# Mah Kitteh



## Scurra (Mar 13, 2008)

I thought I'd ease myself back into the TPF lark by starting out with a 'Just For Fun' post. So here it is, a quick throwaway snap of mah kitteh!


----------



## Ajay (Mar 13, 2008)

Uh-oh are you are a cheezburger fan??  

Cute kitteh.


----------



## sarallyn (Mar 13, 2008)

o hai, kitteh iz veddy ctue.


----------



## Ajay (Mar 13, 2008)

A funny one for us photography/photoshop people.

http://icanhascheezburger.files.wordpress.com/2008/03/funny-pictures-photoshop-cats-opacity.jpg

On a sidenote - I can't stand the language used on most of these photos, but I've found that if you read the captions in Borat's voice they get a lot more funny.


----------



## sarallyn (Mar 13, 2008)

Ajay said:


> On a sidenote - I can't stand the language used on most of these photos, but I've found that if you read the captions in Borat's voice they get a lot more funny.



I've always said like a person with a low IQ/speech impediment, ahaha. borat would be funny, too.


----------



## Scurra (Mar 14, 2008)

Ajay said:


> A funny one for us photography/photoshop people.
> 
> http://icanhascheezburger.files.wordpress.com/2008/03/funny-pictures-photoshop-cats-opacity.jpg
> 
> On a sidenote - I can't stand the language used on most of these photos, but I've found that if you read the captions in Borat's voice they get a lot more funny.


 
Hehe thats very good,

and yes I have been known to visit the Icanhascheezburger site...

The big question is have you seen the lolcats bible on wikipedia?
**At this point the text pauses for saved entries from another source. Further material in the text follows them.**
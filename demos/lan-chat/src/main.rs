//! Three endpoints of one session chatting over in-memory transports.
//!
//! Alice hosts, Bob and Carol are clients. Bob floods the lobby, gets timed
//! out, waits it out, and apologises. Run with `RUST_LOG=debug` to watch
//! the relay's decisions.

use std::net::Ipv4Addr;
use std::sync::Arc;
use std::time::Duration;

use hostchat::prelude::*;
use tracing_subscriber::EnvFilter;

// ---------------------------------------------------------------------------
// Session setup
// ---------------------------------------------------------------------------

const ALICE: PeerId = PeerId::new(0);
const BOB: PeerId = PeerId::new(1);
const CAROL: PeerId = PeerId::new(2);

const CONFIG: &str = r#"{
    "flood_timeout_score": 10,
    "flood_timeout_seconds": 3,
    "flood_timeout_reset_seconds": 10
}"#;

type Relay = ChatRelay<Membership, MemoryTransport>;

fn membership(local: PeerId) -> Result<Membership, ChatError> {
    let mut session = Membership::new(local, ALICE);
    for (peer, name, uid) in [(ALICE, "Alice", 0xa1), (BOB, "Bob", 0xb0b), (CAROL, "Carol", 0xca)] {
        let address = Ipv4Addr::new(192, 168, 1, 10 + peer.index());
        session.join(peer, PeerEntry::new(PlayerIdentity::new(name, PlayerUid(uid)), address))?;
    }
    session.set_established(true);
    Ok(session)
}

/// Prints what an endpoint's player would see in their chat box.
struct ChatBox {
    owner: &'static str,
}

impl ChatHandler for ChatBox {
    fn on_receive(&self, message: &ChatMessage) {
        let from = message.sender().map_or("*server*", |name| name.as_str());
        println!("[{:>5}] {from}: {}", self.owner, message.body());
    }
}

fn endpoint(local: PeerId, owner: &'static str, config: &ChatConfig) -> Result<Relay, ChatError> {
    let mut relay = ChatRelay::new(membership(local)?, MemoryTransport::new(), config.clone())?;
    relay.register_handler(Arc::new(ChatBox { owner }));
    Ok(relay)
}

// ---------------------------------------------------------------------------
// Network simulation
// ---------------------------------------------------------------------------

/// Moves queued packets between endpoints until every outbox is empty.
/// Endpoint `i` owns slot `i`.
fn pump(relays: &mut [Relay]) {
    loop {
        let mut in_flight = Vec::new();
        for (slot, relay) in relays.iter_mut().enumerate() {
            let from = PeerId::new(slot as u8);
            in_flight.extend(relay.transport_mut().drain().into_iter().map(|p| (from, p)));
        }
        if in_flight.is_empty() {
            return;
        }

        for (from, packet) in in_flight {
            let Some(relay) = relays.get_mut(packet.peer.index() as usize) else {
                tracing::warn!(%from, to = %packet.peer, "packet for unknown endpoint");
                continue;
            };
            match relay.receive_packet(from, &packet.payload) {
                Ok(delivery) => tracing::debug!(%from, to = %packet.peer, ?delivery, "packet handled"),
                Err(e) => tracing::warn!(%from, to = %packet.peer, error = %e, "packet rejected"),
            }
        }
    }
}

/// What happens on a given tick.
fn script(relays: &mut [Relay], tick: u64) -> Result<(), ChatError> {
    let [alice, bob, carol] = relays else {
        return Ok(());
    };

    match tick {
        1 => {
            alice.send_global("welcome to the lobby")?;
        }
        2 => {
            carol.send_global("hi all")?;
        }
        3..=8 => {
            bob.send_global("BUY CHEAP GOLD at totally-legit.example")?;
        }
        24 => {
            bob.send_global("sorry about that")?;
        }
        26 => {
            alice.send_server("server restarting in 5 seconds", PeerSet::all())?;
        }
        _ => {}
    }
    Ok(())
}

// ---------------------------------------------------------------------------
// Main loop
// ---------------------------------------------------------------------------

#[tokio::main(flavor = "current_thread")]
async fn main() -> Result<(), ChatError> {
    tracing_subscriber::fmt()
        .with_env_filter(EnvFilter::try_from_default_env().unwrap_or_else(|_| EnvFilter::new("info")))
        .with_target(false)
        .init();

    let mut config = ChatConfig::from_json(CONFIG)?;
    config.chat_log_path = std::env::temp_dir().join("hostchat-lan-chat.log");
    tracing::info!(path = %config.chat_log_path.display(), "chat log");

    let mut relays = vec![
        endpoint(ALICE, "Alice", &config)?,
        endpoint(BOB, "Bob", &config)?,
        endpoint(CAROL, "Carol", &config)?,
    ];

    let mut scheduler = TickScheduler::with_interval(Duration::from_millis(250));

    loop {
        tokio::select! {
            _ = tokio::signal::ctrl_c() => {
                tracing::info!("interrupted");
                break;
            }
            info = scheduler.wait_for_tick() => {
                for relay in &mut relays {
                    relay.tick(info.elapsed_ms());
                }
                script(&mut relays, info.tick)?;
                pump(&mut relays);
                if info.tick >= 28 {
                    break;
                }
            }
        }
    }

    tracing::info!(flood_records = relays[0].flood().len(), "demo finished");
    Ok(())
}
//! Codec trait and the chat message wire codec.
//!
//! The chat packet is a discriminated union, not a fixed record. In order:
//!
//! ```text
//! kind     unsigned, bits_for(COUNT) = 3 bits, must be < COUNT
//! body     length-prefixed text (8-bit length, max 128 bytes)
//! sender   length-prefixed text (6-bit length, max 32 bytes)  -- not for Server
//! target   64 bits                                             -- Whisper only
//! ```
//!
//! The kind is validated before any other field is read, so a bad
//! discriminant never causes the rest of the packet to be interpreted.

use crate::{
    bits_for, BitReader, BitWriter, BoundedText, ChatKind, ChatMessage,
    PlayerUid, ProtocolError,
};

/// A codec for one named packet kind.
///
/// The relay registers [`PacketCodec::PACKET_NAME`] with its transport
/// and runs every inbound payload of that kind through [`decode`]. Packets
/// that fail to decode are discarded.
///
/// [`decode`]: PacketCodec::decode
pub trait PacketCodec {
    /// The decoded message type.
    type Message;

    /// Name the packet kind is registered under.
    const PACKET_NAME: &'static str;

    /// Encodes a message. Message types are bounded, so this can't fail.
    fn encode(&self, message: &Self::Message) -> Vec<u8>;

    /// Decodes a packet payload.
    ///
    /// # Errors
    /// Returns [`ProtocolError`] if the payload is malformed.
    fn decode(&self, data: &[u8]) -> Result<Self::Message, ProtocolError>;
}

// ---------------------------------------------------------------------------
// ChatCodec
// ---------------------------------------------------------------------------

/// The [`PacketCodec`] for [`ChatMessage`].
#[derive(Debug, Clone, Copy, Default)]
pub struct ChatCodec;

impl PacketCodec for ChatCodec {
    type Message = ChatMessage;

    const PACKET_NAME: &'static str = "hostchat-text-chat";

    fn encode(&self, message: &ChatMessage) -> Vec<u8> {
        let mut writer = BitWriter::new();
        write_message(&mut writer, message);
        writer.finish()
    }

    fn decode(&self, data: &[u8]) -> Result<ChatMessage, ProtocolError> {
        read_message(&mut BitReader::new(data))
    }
}

fn kind_bits() -> u32 {
    bits_for(u64::from(ChatKind::COUNT))
}

fn kind_from_raw(raw: u64) -> Result<ChatKind, ProtocolError> {
    u32::try_from(raw)
        .ok()
        .and_then(ChatKind::from_ordinal)
        .ok_or(ProtocolError::InvalidKind(raw))
}

/// Writes `message` to a bit stream.
pub fn write_message(writer: &mut BitWriter, message: &ChatMessage) {
    writer.write_bits(u64::from(message.kind().ordinal()), kind_bits());
    write_text(writer, message.body());
    if let Some(sender) = message.sender() {
        write_text(writer, sender);
    }
    if let Some(target) = message.target() {
        writer.write_bits(target.0, 64);
    }
}

/// Reads a message from a bit stream.
///
/// # Errors
/// - [`ProtocolError::InvalidKind`]: discriminant `>= ChatKind::COUNT`
/// - [`ProtocolError::Truncated`]: a field the kind requires is missing
/// - [`ProtocolError::TextTooLong`], [`ProtocolError::InvalidUtf8`],
///   [`ProtocolError::EmbeddedNul`]: a text field is malformed
pub fn read_message(reader: &mut BitReader<'_>) -> Result<ChatMessage, ProtocolError> {
    let kind = kind_from_raw(reader.read_bits(kind_bits())?)?;

    let body = read_text(reader)?;
    let message = match kind {
        ChatKind::Global => ChatMessage::Global {
            sender: read_text(reader)?,
            body,
        },
        ChatKind::Team => ChatMessage::Team {
            sender: read_text(reader)?,
            body,
        },
        ChatKind::Whisper => ChatMessage::Whisper {
            sender: read_text(reader)?,
            target: PlayerUid(reader.read_bits(64)?),
            body,
        },
        ChatKind::Server => ChatMessage::Server { body },
    };
    Ok(message)
}

fn write_text<const MAX: usize>(writer: &mut BitWriter, text: &BoundedText<MAX>) {
    writer.write_bits(text.len() as u64, bits_for(MAX as u64));
    writer.write_bytes(text.as_str().as_bytes());
}

fn read_text<const MAX: usize>(
    reader: &mut BitReader<'_>,
) -> Result<BoundedText<MAX>, ProtocolError> {
    let len = reader.read_bits(bits_for(MAX as u64))? as usize;
    if len > MAX {
        return Err(ProtocolError::TextTooLong { len, max: MAX });
    }
    let text = String::from_utf8(reader.read_bytes(len)?)?;
    if text.contains('\0') {
        return Err(ProtocolError::EmbeddedNul);
    }
    Ok(BoundedText::from_validated(text))
}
The entire thing translated into lolcats speak, I tried reading it but it made my head hurt.


----------



## Tinkgrrbell (Mar 15, 2008)

Oh my... yes... canihascheezeburger.com is the best place on the web! Check out icanhashotdog.com too. 

I had no idea about the lolcats Bible... I need to read it! Everyone in my office has started speaking lolcat now... we don't go to lunch we have "nom nom" time. hehe


----------